Diagnostic Assessment of Childhood Apraxia of Speech
Using Automatic Speech Recognition (ASR) Systems

L Shriberg, P Hosom, J Green


We report findings from two feasibility studies using automatic speech recognition (ASR) methods in childhood speech sound disorders. The studies implemented and evaluated the automation of two recently proposed diagnostic markers for suspected Apraxia of Speech (sAOS), termed the Lexical Stress Ratio (LSR) and the Coefficient of Variation Ratio (CVR).
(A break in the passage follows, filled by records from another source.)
//! Inbound post queue.
//!
//! The worker only ever pops: a payload is a JSON string pushed to a Redis
//! list by the ingester. `pop` waits at most `timeout` and returns `None`
//! when nothing arrived, so the caller can check for shutdown between waits.

use absa_core::QueueError;
use async_trait::async_trait;
use redis::aio::ConnectionManager;
use std::time::Duration;
use tokio::sync::{mpsc, Mutex};
use tracing::{debug, info};

#[async_trait]
pub trait PostQueue: Send + Sync {
    async fn pop(&self, timeout: Duration) -> Result<Option<String>, QueueError>;

    /// Human-readable source name for logs.
    fn describe(&self) -> String;
}

/// Redis list consumed with BLPOP.
pub struct RedisQueue {
    conn: ConnectionManager,
    url: String,
    queue: String,
}

impl RedisQueue {
    pub async fn connect(url: &str, queue: &str) -> Result<Self, QueueError> {
        let connection_failed = |e: redis::RedisError| QueueError::ConnectionFailed {
            url: url.to_string(),
            reason: e.to_string(),
        };

        let client = redis::Client::open(url).map_err(connection_failed)?;
        let conn = ConnectionManager::new(client)
            .await
            .map_err(connection_failed)?;

        info!("Connected to Redis at {}, consuming '{}'", url, queue);
        Ok(Self {
            conn,
            url: url.to_string(),
            queue: queue.to_string(),
        })
    }

    pub fn queue_name(&self) -> &str {
        &self.queue
    }

    /// Number of payloads waiting in the list.
    pub async fn len(&self) -> Result<usize, QueueError> {
        let mut conn = self.conn.clone();
        redis::cmd("LLEN")
            .arg(&self.queue)
            .query_async(&mut conn)
            .await
            .map_err(|e| self.pop_failed(e))
    }

    fn pop_failed(&self, error: redis::RedisError) -> QueueError {
        if error.is_connection_dropped() || error.is_io_error() || error.is_connection_refusal() {
            QueueError::ConnectionFailed {
                url: self.url.clone(),
                reason: error.to_string(),
            }
        } else {
            QueueError::PopFailed {
                queue: self.queue.clone(),
                reason: error.to_string(),
            }
        }
    }
}

#[async_trait]
impl PostQueue for RedisQueue {
    async fn pop(&self, timeout: Duration) -> Result<Option<String>, QueueError> {
        let mut conn = self.conn.clone();

        // BLPOP takes fractional seconds; 0 would block forever.
        let secs = timeout.as_secs_f64().max(0.01);
        let popped: Option<(String, Vec<u8>)> = redis::cmd("BLPOP")
            .arg(&self.queue)
            .arg(secs)
            .query_async(&mut conn)
            .await
            .map_err(|e| self.pop_failed(e))?;

        match popped {
            Some((_, bytes)) => decode_payload(bytes).map(Some),
            None => Ok(None),
        }
    }

    fn describe(&self) -> String {
        format!("redis {} / {}", self.url, self.queue)
    }
}

/// In-process queue fed through an mpsc channel. Used by tests and by
/// tooling that replays payloads without Redis.
pub struct ChannelQueue {
    receiver: Mutex<mpsc::Receiver<Vec<u8>>>,
}

impl ChannelQueue {
    pub fn new(capacity: usize) -> (QueueSender, Self) {
        let (tx, rx) = mpsc::channel(capacity.max(1));
        (
            QueueSender { tx },
            Self {
                receiver: Mutex::new(rx),
            },
        )
    }
}

#[async_trait]
impl PostQueue for ChannelQueue {
    async fn pop(&self, timeout: Duration) -> Result<Option<String>, QueueError> {
        let mut rx = self.receiver.lock().await;
        match tokio::time::timeout(timeout, rx.recv()).await {
            Ok(Some(bytes)) => decode_payload(bytes).map(Some),
            Ok(None) => Err(QueueError::Closed),
            Err(_) => Ok(None),
        }
    }

    fn describe(&self) -> String {
        "in-process channel".to_string()
    }
}

#[derive(Clone)]
pub struct QueueSender {
    tx: mpsc::Sender<Vec<u8>>,
}

impl QueueSender {
    pub async fn push(&self, payload: impl Into<String>) -> Result<(), QueueError> {
        self.push_bytes(payload.into().into_bytes()).await
    }

    pub async fn push_bytes(&self, bytes: Vec<u8>) -> Result<(), QueueError> {
        self.tx.send(bytes).await.map_err(|_| QueueError::Closed)
    }
}

fn decode_payload(bytes: Vec<u8>) -> Result<String, QueueError> {
    String::from_utf8(bytes).map_err(|_| {
        debug!("Dropping non UTF-8 payload");
        QueueError::InvalidEncoding
    })
}

#[cfg(test)]
mod tests {
    use super::*;

    #[tokio::test]
    async fn test_channel_queue_preserves_order() {
        let (tx, queue) = ChannelQueue::new(8);
        tx.push("first").await.unwrap();
        tx.push("second").await.unwrap();

        let timeout = Duration::from_millis(50);
        assert_eq!(queue.pop(timeout).await.unwrap().as_deref(), Some("first"));
        assert_eq!(queue.pop(timeout).await.unwrap().as_deref(), Some("second"));
    }

    #[tokio::test]
    async fn test_empty_pop_times_out_with_none() {
        let (_tx, queue) = ChannelQueue::new(1);
        let popped = queue.pop(Duration::from_millis(20)).await.unwrap();
        assert!(popped.is_none());
    }

    #[tokio::test]
    async fn test_closed_channel_reports_closed() {
        let (tx, queue) = ChannelQueue::new(1);
        drop(tx);
        assert!(matches!(
            queue.pop(Duration::from_millis(20)).await,
            Err(QueueError::Closed)
        ));
    }

    #[tokio::test]
    async fn test_invalid_utf8_is_rejected() {
        let (tx, queue) = ChannelQueue::new(2);
        tx.push_bytes(vec![0xff, 0xfe]).await.unwrap();
        tx.push("{}").await.unwrap();

        let timeout = Duration::from_millis(50);
        assert!(matches!(
            queue.pop(timeout).await,
            Err(QueueError::InvalidEncoding)
        ));
        // The bad payload is consumed, the next one is still delivered.
        assert_eq!(queue.pop(timeout).await.unwrap().as_deref(), Some("{}"));
    }

    #[test]
    fn test_connect_rejects_bad_url() {
        let result = tokio_test::block_on(RedisQueue::connect("not a url", "q"));
        assert!(matches!(result, Err(QueueError::ConnectionFailed { .. })));
    }
}
//! Candidate filtering under the active [`FilterMode`].

use absa_core::{CandidateAspect, FilterDecision, FilterMode, RejectionReason, Verdict};
use regex::Regex;
use std::collections::HashSet;
use std::sync::LazyLock;

static URL_OR_MENTION: LazyLock<Regex> = LazyLock::new(|| {
    Regex::new(r"(?i)^(?:https?://\S+|www\.\S+|t\.co/\S+|@\w+)").unwrap()
});

/// Decide one candidate. Rules run in a fixed order and the first match is
/// the only reason reported.
pub fn decide(candidate: &CandidateAspect, mode: &FilterMode) -> FilterDecision {
    let verdict = match rejection(candidate, mode) {
        Some(reason) => Verdict::Rejected(reason),
        None => Verdict::Kept,
    };
    FilterDecision {
        candidate: candidate.clone(),
        verdict,
    }
}

fn rejection(candidate: &CandidateAspect, mode: &FilterMode) -> Option<RejectionReason> {
    if URL_OR_MENTION.is_match(candidate.term.trim()) {
        return Some(RejectionReason::UrlOrMention);
    }
    if candidate.normalized.chars().count() < mode.min_length {
        return Some(RejectionReason::TooShort);
    }
    if mode.is_stopword(&candidate.normalized) {
        return Some(RejectionReason::Stopword);
    }
    if !mode.allowed_pos.contains(&candidate.pos) {
        return Some(RejectionReason::WrongPos);
    }
    if candidate.repetition > mode.max_repetition {
        return Some(RejectionReason::TooRepetitive);
    }
    None
}

/// Result of filtering every candidate of one post.
#[derive(Debug, Clone, Default)]
pub struct FilterOutcome {
    /// Normalized terms, unique, in first-seen order.
    pub kept: Vec<String>,
    pub kept_decisions: Vec<FilterDecision>,
    pub rejected: Vec<FilterDecision>,
}

impl FilterOutcome {
    pub fn total(&self) -> usize {
        self.kept_decisions.len() + self.rejected.len()
    }
}

pub fn apply<I>(candidates: I, mode: &FilterMode) -> FilterOutcome
where
    I: IntoIterator<Item = CandidateAspect>,
{
    let mut outcome = FilterOutcome::default();
    let mut seen = HashSet::new();

    for candidate in candidates {
        let decision = decide(&candidate, mode);
        if decision.is_kept() {
            if seen.insert(candidate.normalized.clone()) {
                outcome.kept.push(candidate.normalized);
            }
            outcome.kept_decisions.push(decision);
        } else {
            outcome.rejected.push(decision);
        }
    }

    outcome
}

#[cfg(test)]
mod tests {
    use super::*;
    use absa_core::PosTag;

    fn candidate(term: &str, pos: PosTag) -> CandidateAspect {
        CandidateAspect::new(term, pos, (0, term.len()))
    }

    #[test]
    fn test_rule_order_url_before_length() {
        let mode = FilterMode::strict();
        let decision = decide(&candidate("@a", PosTag::X), &mode);
        assert_eq!(decision.reason(), Some(RejectionReason::UrlOrMention));
        let decision = decide(&candidate("https://x.y", PosTag::X), &mode);
        assert_eq!(decision.reason(), Some(RejectionReason::UrlOrMention));
    }

    #[test]
    fn test_ete_is_stopword_under_strict() {
        let decision = decide(&candidate("été", PosTag::Aux), &FilterMode::strict());
        assert_eq!(decision.reason(), Some(RejectionReason::Stopword));
    }

    #[test]
    fn test_short_stopword_reports_too_short() {
        // "a" is in every stopword list and shorter than any min_length.
        let decision = decide(&candidate("a", PosTag::Det), &FilterMode::balanced());
        assert_eq!(decision.reason(), Some(RejectionReason::TooShort));

        let decision = decide(&candidate("de", PosTag::Adp), &FilterMode::strict());
        assert_eq!(decision.reason(), Some(RejectionReason::TooShort));
    }

    #[test]
    fn test_stopword_before_pos() {
        let decision = decide(&candidate("the", PosTag::Det), &FilterMode::balanced());
        assert_eq!(decision.reason(), Some(RejectionReason::Stopword));
    }

    #[test]
    fn test_pos_and_repetition() {
        let mode = FilterMode::balanced();
        let adverb = decide(&candidate("quickly", PosTag::Adv), &mode);
        assert_eq!(adverb.reason(), Some(RejectionReason::WrongPos));
        assert!(decide(&candidate("quickly", PosTag::Adv), &FilterMode::permissive()).is_kept());

        let spam = candidate("crypto", PosTag::Noun).with_repetition(11);
        assert_eq!(
            decide(&spam, &mode).reason(),
            Some(RejectionReason::TooRepetitive)
        );
        let ten = candidate("crypto", PosTag::Noun).with_repetition(10);
        assert!(decide(&ten, &mode).is_kept());
    }

    #[test]
    fn test_apply_dedupes_and_partitions() {
        let candidates = vec![
            candidate("Morocco", PosTag::Propn),
            candidate("in", PosTag::Adp),
            candidate("morocco", PosTag::Propn),
            candidate("love", PosTag::Verb),
        ];
        let outcome = apply(candidates.clone(), &FilterMode::balanced());
        assert_eq!(outcome.kept, vec!["morocco", "love"]);
        assert_eq!(outcome.kept_decisions.len(), 3);
        assert_eq!(outcome.rejected.len(), 1);
        assert_eq!(outcome.total(), candidates.len());
    }

    #[test]
    fn test_decide_is_pure() {
        let c = candidate("surveillance", PosTag::Noun).with_repetition(3);
        let mode = FilterMode::strict();
        let first = decide(&c, &mode);
        for _ in 0..10 {
            assert_eq!(decide(&c, &mode), first);
        }
    }
}
//! The analysis worker: turns queued posts into indexed documents.

pub mod assembler;
pub mod pipeline;
pub mod stage;
pub mod worker;

pub use assembler::{assemble, Analysis};
pub use pipeline::{AnalysisPipeline, PipelineSettings, StageFailure};
pub use stage::ProcessingStage;
pub use worker::{Worker, WorkerSettings};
The LSR score is a composite of amplitude, frequency, and duration in the stressed compared to the unstressed vowel as obtained from a speakerís productions of eight trochaic word forms. Composite weightings for the three stress parameters were determined from a principal component analysis of vowels in a reference sample. The CVR score expresses the average normalized variability of pause events to speech events, as each event occurred in 24 utterances from a conversational speech sample. We describe the automation procedures used to obtain LSR and CVR scores for four children with sAOS and report comparative findings. The LSR values obtained with ASR were within 1.2% to 6.7% of the LSR values obtained manually. The CVR values obtained with ASR were within 0.7% to 2.7% of the CVR values obtained manually (Matlab).Discussion focuses on the potential strengths and limitations of ASR methods for automated diagnostic assessment of persons with speech sound disorders.